I have not told my husband that I am doing TAW as I have realised that there are things he just will not identify with and this is one of them. I dont want to open myself to the misunderstanding. The other day while I was painting he wanted to see what I was doing. Now I knew that he would not understand nor like what I am painting so I braced myself for whatever came my way. He huffed and said “what is that ? A clock?” I said yes and then he huffed again and walked out. Well I didnt expect any more he really thinks that art is only about pretty pictures which match the lounge suite and I am JUST NOT that kind of artist, I take my art far, far further and that is what makes it so hard for me but this is honestly the only way I can create, it is me and not everyone will like it!! Yippee!!!
Hey I love my husband to bits he is a great guy he just doesnt know. He will get to understand all in good time.
Chanda, I haven’t told my husband about TAW for the same reason; he would probably respond exactly like your husband did, Michelle.

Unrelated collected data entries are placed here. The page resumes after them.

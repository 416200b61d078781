//! Retention sweeper.
//!
//! A periodic background task fully decoupled from request handling. Every
//! pass issues only commutative, idempotent deletes against rows no live
//! request can still touch, so overlapping or repeated runs are safe.

use crate::config::RetentionConfig;
use crate::counter::CounterStore;
use crate::list::ListStore;
use crate::reqlog::RequestLogSink;
use crate::window::unix_now;
use metrics::counter;
use std::sync::Arc;
use std::time::Duration;
use tokio::time::interval;
use tracing::{debug, info, warn};

/// Rows removed by one sweep
#[derive(Debug, Clone, Copy, Default, PartialEq, Eq)]
pub struct SweepReport {
    pub counters_removed: u64,
    pub list_entries_removed: u64,
    pub log_entries_removed: u64,
}

/// Background purge of stale counters, expired list entries and old log rows
pub struct RetentionSweeper {
    counters: Arc<dyn CounterStore>,
    lists: Arc<dyn ListStore>,
    log: Arc<dyn RequestLogSink>,
    config: RetentionConfig,
}

impl RetentionSweeper {
    pub fn new(
        counters: Arc<dyn CounterStore>,
        lists: Arc<dyn ListStore>,
        log: Arc<dyn RequestLogSink>,
        config: RetentionConfig,
    ) -> Self {
        Self {
            counters,
            lists,
            log,
            config,
        }
    }

    /// Spawn the periodic sweep task
    pub fn start(self: Arc<Self>) {
        if !self.config.enabled {
            info!("Retention sweeper disabled");
            return;
        }

        let sweep_interval = Duration::from_secs(self.config.sweep_interval_secs);
        info!(
            interval_secs = self.config.sweep_interval_secs,
            counter_horizon_secs = self.config.counter_horizon_secs,
            log_retention_secs = self.config.log_retention_secs,
            "Starting retention sweeper"
        );

        tokio::spawn(async move {
            let mut ticker = interval(sweep_interval);
            // The first tick fires immediately; skip it so startup stays quiet
            ticker.tick().await;

            loop {
                ticker.tick().await;
                self.sweep_once(unix_now()).await;
            }
        });
    }

    /// One idempotent sweep pass. Faults in one store never stop the others.
    pub async fn sweep_once(&self, now: u64) -> SweepReport {
        let mut report = SweepReport::default();

        let counter_cutoff = now.saturating_sub(self.config.counter_horizon_secs);
        match self.counters.purge_before(counter_cutoff).await {
            Ok(removed) => report.counters_removed = removed,
            Err(e) => warn!(error = %e, "Counter purge failed"),
        }

        match self.lists.purge_expired(now).await {
            Ok(removed) => report.list_entries_removed = removed,
            Err(e) => warn!(error = %e, "List purge failed"),
        }

        let log_cutoff = now.saturating_sub(self.config.log_retention_secs);
        match self.log.purge_before(log_cutoff).await {
            Ok(removed) => report.log_entries_removed = removed,
            Err(e) => warn!(error = %e, "Request log purge failed"),
        }

        counter!("quotaguard_sweeper_counters_removed_total")
            .increment(report.counters_removed);
        counter!("quotaguard_sweeper_list_entries_removed_total")
            .increment(report.list_entries_removed);
        counter!("quotaguard_sweeper_log_entries_removed_total")
            .increment(report.log_entries_removed);

        debug!(
            counters = report.counters_removed,
            list_entries = report.list_entries_removed,
            log_entries = report.log_entries_removed,
            "Sweep complete"
        );
        report
    }
}

#[cfg(test)]
mod tests {
    use super::*;
    use crate::counter::MemoryCounterStore;
    use crate::identity::{Identity, IdentityClass};
    use crate::list::{ListEntrySpec, ListKind, MemoryListStore};
    use crate::reqlog::{MemoryRequestLog, RequestLogEntry};

    fn sweeper_with_stores() -> (
        RetentionSweeper,
        Arc<MemoryCounterStore>,
        Arc<MemoryListStore>,
        Arc<MemoryRequestLog>,
    ) {
        let counters = Arc::new(MemoryCounterStore::new());
        let lists = Arc::new(MemoryListStore::new());
        let log = Arc::new(MemoryRequestLog::new());
        let sweeper = RetentionSweeper::new(
            counters.clone(),
            lists.clone(),
            log.clone(),
            RetentionConfig {
                enabled: true,
                sweep_interval_secs: 3600,
                counter_horizon_secs: 172800,
                log_retention_secs: 86400 * 30,
            },
        );
        (sweeper, counters, lists, log)
    }

    #[tokio::test]
    async fn test_sweep_purges_all_stores() {
        let (sweeper, counters, lists, log) = sweeper_with_stores();
        let now: u64 = 86400 * 40;

        // Stale counters from five days ago, fresh ones from now
        counters
            .increment_all("ip:1.1.1.1", "/v1/x", now - 86400 * 5)
            .await
            .unwrap();
        counters
            .increment_all("ip:1.1.1.1", "/v1/x", now)
            .await
            .unwrap();

        lists
            .add(
                ListEntrySpec {
                    identifier: "1.1.1.1".to_string(),
                    identifier_type: IdentityClass::Ip,
                    kind: ListKind::Deny,
                    reason: None,
                    expires_at: Some(now - 10),
                },
                now - 100,
            )
            .await
            .unwrap();

        let identity = Identity::ip("1.1.1.1");
        log.append(RequestLogEntry::new(&identity, "/v1/x", now - 86400 * 35, false))
            .await
            .unwrap();
        log.append(RequestLogEntry::new(&identity, "/v1/x", now, false))
            .await
            .unwrap();

        let report = sweeper.sweep_once(now).await;
        assert_eq!(report.counters_removed, 3);
        assert_eq!(report.list_entries_removed, 1);
        assert_eq!(report.log_entries_removed, 1);

        // Live rows survive
        assert_eq!(counters.len(), 3);
        assert_eq!(log.count().await.unwrap(), 1);
    }

    #[tokio::test]
    async fn test_sweep_is_idempotent() {
        let (sweeper, counters, _, _) = sweeper_with_stores();
        let now: u64 = 86400 * 40;
        counters
            .increment_all("ip:1.1.1.1", "/v1/x", now - 86400 * 5)
            .await
            .unwrap();

        assert_eq!(sweeper.sweep_once(now).await.counters_removed, 3);
        assert_eq!(sweeper.sweep_once(now).await, SweepReport::default());
    }
}
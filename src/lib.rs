pub mod admin;
pub mod config;
pub mod counter;
pub mod engine;
pub mod error;
pub mod identity;
pub mod list;
pub mod middleware;
pub mod policy;
pub mod reqlog;
pub mod report;
pub mod sweeper;
pub mod window;

use crate::config::LimiterConfig;
use crate::counter::{CounterStore, MemoryCounterStore, RedisCounterStore};
use crate::engine::EnforcementEngine;
use crate::error::Result;
use crate::identity::IdentityResolver;
use crate::list::{ListStore, MemoryListStore};
use crate::policy::{MemoryPolicyStore, PolicyResolver, PolicyStore};
use crate::report::UsageReporter;
use crate::reqlog::{MemoryRequestLog, RequestLogSink};
use crate::sweeper::RetentionSweeper;
use axum::{middleware::from_fn_with_state, routing::any, Json, Router};
use std::sync::Arc;
use tower_http::trace::TraceLayer;
use tracing::info;

/// One limiter instance per process: the enforcement engine, the usage
/// reporter, and the store handles they share, constructed once at startup
/// and handed by reference to the request-handling layer.
pub struct LimiterService {
    pub identity: IdentityResolver,
    pub engine: EnforcementEngine,
    pub reporter: UsageReporter,
    pub policies: Arc<dyn PolicyStore>,
    pub lists: Arc<dyn ListStore>,
    pub counters: Arc<dyn CounterStore>,
    pub log: Arc<dyn RequestLogSink>,
}

impl LimiterService {
    /// Build the service and its stores from configuration
    pub async fn from_config(config: &LimiterConfig) -> Result<Arc<Self>> {
        config.validate()?;

        let counters: Arc<dyn CounterStore> = match &config.redis {
            Some(redis) => {
                info!("Using Redis counter store");
                Arc::new(RedisCounterStore::new(redis).await?)
            }
            None => {
                info!("Using in-memory counter store");
                Arc::new(MemoryCounterStore::new())
            }
        };

        let policies: Arc<dyn PolicyStore> = Arc::new(MemoryPolicyStore::new());
        let lists: Arc<dyn ListStore> = Arc::new(MemoryListStore::new());
        let log: Arc<dyn RequestLogSink> = Arc::new(MemoryRequestLog::new());

        let resolver = Arc::new(PolicyResolver::new(
            policies.clone(),
            config.defaults.clone(),
        ));

        Ok(Arc::new(Self {
            identity: IdentityResolver::new(config.identity.clone()),
            engine: EnforcementEngine::new(
                resolver.clone(),
                counters.clone(),
                lists.clone(),
                log.clone(),
                &config.enforcement,
            ),
            reporter: UsageReporter::new(resolver, counters.clone()),
            policies,
            lists,
            counters,
            log,
        }))
    }

    /// Start the retention sweeper for this service's stores
    pub fn start_sweeper(self: &Arc<Self>, config: &LimiterConfig) {
        Arc::new(RetentionSweeper::new(
            self.counters.clone(),
            self.lists.clone(),
            self.log.clone(),
            config.retention.clone(),
        ))
        .start();
    }
}

/// Assemble the axum application: the management/status API plus a
/// catch-all protected handler wrapped in the enforcement middleware.
/// The catch-all stands in for the host dispatcher's endpoint handlers.
pub fn build_app(service: Arc<LimiterService>) -> Router {
    let protected = Router::new()
        .route("/*path", any(protected_handler))
        .layer(from_fn_with_state(
            service.clone(),
            middleware::enforcement_middleware,
        ));

    admin::router(service)
        .merge(protected)
        .layer(TraceLayer::new_for_http())
}

async fn protected_handler() -> Json<serde_json::Value> {
    Json(serde_json::json!({ "ok": true }))
}

/// Initialize the limiter service and serve it
pub async fn run(config: LimiterConfig) -> Result<()> {
    let service = LimiterService::from_config(&config).await?;
    service.start_sweeper(&config);

    let app = build_app(service)
        .into_make_service_with_connect_info::<std::net::SocketAddr>();

    let addr = format!("{}:{}", config.server.host, config.server.port);
    let listener = tokio::net::TcpListener::bind(&addr)
        .await
        .map_err(crate::error::LimiterError::Io)?;

    info!("Limiter listening on {}", addr);

    axum::serve(listener, app)
        .await
        .map_err(|e| crate::error::LimiterError::Internal(format!("Server error: {}", e)))?;

    Ok(())
}

/// Initialize tracing/logging
pub fn init_tracing() {
    tracing_subscriber::fmt()
        .with_env_filter(
            tracing_subscriber::EnvFilter::try_from_default_env()
                .unwrap_or_else(|_| "quotaguard=debug,tower_http=debug".into()),
        )
        .with_target(false)
        .compact()
        .init();
}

A couple years ago I exorcised a shame demon and created a new one.
My mother dashed my dream of singing on stage when I was little; she told me my singing was not very good. Two years ago, I gave up that story and hired a singing coach and performed in a talent show.
I know my voice was cracking and I only had three months practicing, but it really was quite courageous to sing in front of 70+ people. The show was about being in action to fulfill your dreams.
Everyone said they were inspired and complimented my performance, except…my husband. We were newlyweds at the time and I thought I had to share everything with him. I don’t think I prepped him properly for the show or expressed how much it meant to me and why because he still teases me about my singing…I’m going to share my feelings with him this weekend so he’ll know that it hurts me when he does that.
Singing is not my passion, however it’s a part of my creativity and to let that be stepped on is to hurt my creative child.
I came to America when I was a young child and I had a very strong accent. Growing up the children at school will verbally beat up because of it. They also made fun of how I expressed myself through my dressing and mannerism. I even remembered writing a love letter to middle school crush and he displayed it among everyone in class, the students laughed at me especially because I had spelt a word wrong. I am in my early 20′s now and majority of life I have been a shamed of who I am and how I go about expressing myself. I am ready to heal all my open wounds from my past and break all the destructive myths I created about myself and be the person the ‘great’ Creator intended me to be!